Disclaimer: the iPhone is an old 3GS running iOS 6 and it is jailbroken. If you attempt this, your mileage would vary. Required tools/softwares are usbmuxd
(especially libusbmuxd-utils
) and sqlite
, with the prerequisite that openssh
server is running on the jailbroken iPhone.
- Connect iPhone via USB cable to the Linux machine.
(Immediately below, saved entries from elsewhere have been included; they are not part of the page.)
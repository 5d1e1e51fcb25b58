use crate::navigation::{NavControl, NavStrip};

/// Markup knobs for [`strip_to_html_with`].
#[derive(Debug, Clone)]
pub struct StripOptions {
    pub button_class: String,
    pub active_class: String,
    pub previous_icon: String,
    pub next_icon: String,
}

impl Default for StripOptions {
    fn default() -> Self {
        StripOptions {
            button_class: "btn-page".to_string(),
            active_class: "active".to_string(),
            previous_icon: "fas fa-chevron-left".to_string(),
            next_icon: "fas fa-chevron-right".to_string(),
        }
    }
}

/// Escape record text for use inside element content or a quoted attribute.
pub fn escape_html(text: &str) -> String {
    let mut escaped = String::with_capacity(text.len());
    for c in text.chars() {
        match c {
            '&' => escaped.push_str("&amp;"),
            '<' => escaped.push_str("&lt;"),
            '>' => escaped.push_str("&gt;"),
            '"' => escaped.push_str("&quot;"),
            _ => escaped.push(c),
        }
    }
    escaped
}

/// One-line text rendering, e.g. `‹ 1 [2] 3 ›`.
///
/// Disabled arrows are shown as `·` so the layout does not shift.
pub fn strip_to_text(strip: &NavStrip) -> String {
    strip
        .controls
        .iter()
        .map(|control| match control {
            NavControl::Previous { enabled: true } => "‹".to_string(),
            NavControl::Next { enabled: true } => "›".to_string(),
            NavControl::Previous { enabled: false } | NavControl::Next { enabled: false } => {
                "·".to_string()
            }
            NavControl::Page {
                number,
                active: true,
                ..
            } => format!("[{}]", number),
            NavControl::Page { number, .. } => number.to_string(),
        })
        .collect::<Vec<_>>()
        .join(" ")
}

pub fn strip_to_html(strip: &NavStrip) -> String {
    strip_to_html_with(strip, &StripOptions::default())
}

/// Button markup for a strip, one `<button>` per control.
pub fn strip_to_html_with(strip: &NavStrip, options: &StripOptions) -> String {
    let disabled = |enabled: bool| if enabled { "" } else { " disabled" };

    strip
        .controls
        .iter()
        .map(|control| match *control {
            NavControl::Previous { enabled } => format!(
                "<button class=\"{}\"{}><i class=\"{}\"></i></button>",
                options.button_class,
                disabled(enabled),
                options.previous_icon
            ),
            NavControl::Next { enabled } => format!(
                "<button class=\"{}\"{}><i class=\"{}\"></i></button>",
                options.button_class,
                disabled(enabled),
                options.next_icon
            ),
            NavControl::Page {
                number,
                active,
                enabled,
            } => {
                let class = if active {
                    format!("{} {}", options.button_class, options.active_class)
                } else {
                    options.button_class.clone()
                };
                format!(
                    "<button class=\"{}\" data-page=\"{}\"{}>{}</button>",
                    class,
                    number,
                    disabled(enabled),
                    number
                )
            }
        })
        .collect()
}

/// Human summary of where the strip is, e.g. `Page 2 of 3 (58 records)`.
pub fn page_summary(strip: &NavStrip, item_count: usize) -> String {
    let noun = if item_count == 1 { "record" } else { "records" };
    format!(
        "Page {} of {} ({} {})",
        strip.current_page, strip.total_pages, item_count, noun
    )
}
Run
iproxy 2222 22
to connect to the openssh server running on the jailbroken phone.iproxy
comes withlibusbmuxd-utils
package. - Copy the addressbook sqlite database from phone:
scp -P 2222 mobile@localhost:/var/mobile/Library/AddressBook/AddressBook.sqlitedb .
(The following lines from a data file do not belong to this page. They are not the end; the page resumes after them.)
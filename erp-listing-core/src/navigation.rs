//! Navigation strip model: previous / page-number window / next.
//!
//! The strip is a plain value rebuilt after every page change. Hosts decide
//! where (and whether) it is shown, see [`crate::host`].

use serde::Serialize;
use std::ops::RangeInclusive;

/// Maximum number of page-number controls shown at once.
pub const WINDOW_WIDTH: usize = 5;

/// Window of page numbers to show around `current_page`.
///
/// Centered on the current page where possible and shifted near either end
/// so it never leaves `1..=total_pages`.
pub fn page_window(current_page: usize, total_pages: usize) -> RangeInclusive<usize> {
    let total_pages = total_pages.max(1);
    let current_page = current_page.clamp(1, total_pages);
    let span = WINDOW_WIDTH - 1;

    let mut start = current_page.saturating_sub(2).max(1);
    let end = (start + span).min(total_pages);
    if end - start < span && start > 1 {
        start = end.saturating_sub(span).max(1);
    }
    start..=end
}

/// What activating a control asks the paginator to do.
#[derive(Debug, Clone, Copy, PartialEq, Eq, Serialize)]
#[serde(tag = "action", content = "page", rename_all = "snake_case")]
pub enum NavAction {
    Previous,
    Next,
    Page(usize),
}

/// A single control in the strip.
#[derive(Debug, Clone, PartialEq, Eq, Serialize)]
#[serde(tag = "kind", rename_all = "snake_case")]
pub enum NavControl {
    Previous { enabled: bool },
    Page { number: usize, active: bool, enabled: bool },
    Next { enabled: bool },
}

impl NavControl {
    /// The action this control triggers, or `None` when it is disabled.
    pub fn action(&self) -> Option<NavAction> {
        match *self {
            NavControl::Previous { enabled: true } => Some(NavAction::Previous),
            NavControl::Next { enabled: true } => Some(NavAction::Next),
            NavControl::Page {
                number,
                enabled: true,
                ..
            } => Some(NavAction::Page(number)),
            _ => None,
        }
    }

    pub fn is_enabled(&self) -> bool {
        match *self {
            NavControl::Previous { enabled }
            | NavControl::Next { enabled }
            | NavControl::Page { enabled, .. } => enabled,
        }
    }
}

/// Page navigation strip
#[derive(Debug, Clone, PartialEq, Eq, Serialize)]
pub struct NavStrip {
    pub current_page: usize,
    pub total_pages: usize,
    pub controls: Vec<NavControl>,
}

impl NavStrip {
    pub fn new(current_page: usize, total_pages: usize, item_count: usize) -> Self {
        let total_pages = total_pages.max(1);
        let current_page = current_page.clamp(1, total_pages);
        // Nothing to navigate to when the list is empty, so even "1" is inert.
        let has_items = item_count > 0;

        let mut controls = Vec::with_capacity(WINDOW_WIDTH + 2);
        controls.push(NavControl::Previous {
            enabled: current_page > 1,
        });
        for number in page_window(current_page, total_pages) {
            controls.push(NavControl::Page {
                number,
                active: number == current_page,
                enabled: has_items,
            });
        }
        controls.push(NavControl::Next {
            enabled: current_page < total_pages,
        });

        Self {
            current_page,
            total_pages,
            controls,
        }
    }

    pub fn previous_enabled(&self) -> bool {
        self.controls
            .first()
            .map(NavControl::is_enabled)
            .unwrap_or(false)
    }

    pub fn next_enabled(&self) -> bool {
        self.controls
            .last()
            .map(NavControl::is_enabled)
            .unwrap_or(false)
    }

    /// Page numbers in the visible window, in order.
    pub fn page_numbers(&self) -> Vec<usize> {
        self.controls
            .iter()
            .filter_map(|control| match control {
                NavControl::Page { number, .. } => Some(*number),
                _ => None,
            })
            .collect()
    }
}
Instead of steps 1 and 2 above, it might be possible to copy this file using Nautilus (gvfs-afc
) or Dolphin (kio_afc
) file manager, although I’m not sure if the file is accessible. - Extract the contact and address details from the sqlite db (based on this forum post):
sqlite3 -cmd ".out contacts.txt" AddressBook.sqlitedb "select ABPerson.prefix, ABPerson.first,ABPerson.last,ABPerson.organization, c.value as MobilePhone, h.val ue as HomePhone, he.value as HomeEmail, w.value as WorkPhone, we.value as WorkEmail,ABPerson.note from ABPerson left outer join ABMultiValue c on c.record_id = ABPerson.ROWID and c.label = 1 and c.property= 3 left outer join ABMultiValue h on h.record_id = ABPerson.ROWID and h.label = 2 and h.property = 3 left outer join ABMultiValue he on he.record_id = ABPerson.ROWID and he.label = 2 and he.property = 4 left outer join ABMultiValue w on w.record_id = ABPerson.ROWID and w.label = 4 and w.property = 3 left outer join ABMultiValue we on we.record_id = ABPerson.ROWID and we.label = 4 and we.property = 4;"
- Convert the extracted contact details to vCard format:
cat contacts.txt | awk -F\| '{print "BEGIN:VCARD\nVERSION:3.0\nN:"$3";"$2";;;\nFN:"$2" "$3"\nORG:"$4"\nEMAIL;type=INTERNET;type=WORK;type=pref:" $9"\nTEL;type=CELL;type=pref:"$5"\nTEL;TYPE=HOME:"$6"\nTEL;TYPE=WORK:"$8"\nNOTE:"$9"\nEND:VCARD\n"}' > Contacts.vcf
- Remove the empty content lines if some contacts do not have all the different fields:
sed -i '/.*:$/d' Contacts.vcf
Now simply transfer the Contact.vcf
file containing all the contact details to Android phone’s storage and import contacts from there.
7 responses to “Convert iPhone contacts to vCard”
A note: if you have iCloud connected (and uploaded all your contact list to Apple, urgh), then you could just export everything to vCard format through https://www.icloud.com.
Pretty much similar to what Android has through https://www.google.com/contacts/.
Indeed, it is precisely that (urgh) prevents me from syncing to iCloud 🙂
[…] Convert iPhone contacts to vCard […]
Why on earth you don’t store your contacts in the Google contacts? To write such hacker’s posts? 🙂
Alex, it is exactly the same reason as why I don’t store contacts in iCloud; may be google contacts is even worse. It merges all the email, google plus and random contacts I have with the phone contacts, and I *don’t* want to share any of it with Google.
Plus, partly because of the reason you cite 😉
You are awesome! 🙂
I searched for a way to get my iPhone 5s (iOS 8) contacts onto my android (7.1) phone and into my nextcloud. With the app “iFile” I started a webserver to transfer the addressbook (sqlitedb) to my PC and with your help I was able to create the VCF, I desperately needed.
You’re welcome!
I’m glad it was helpful and useful not just to me, but to another person as well.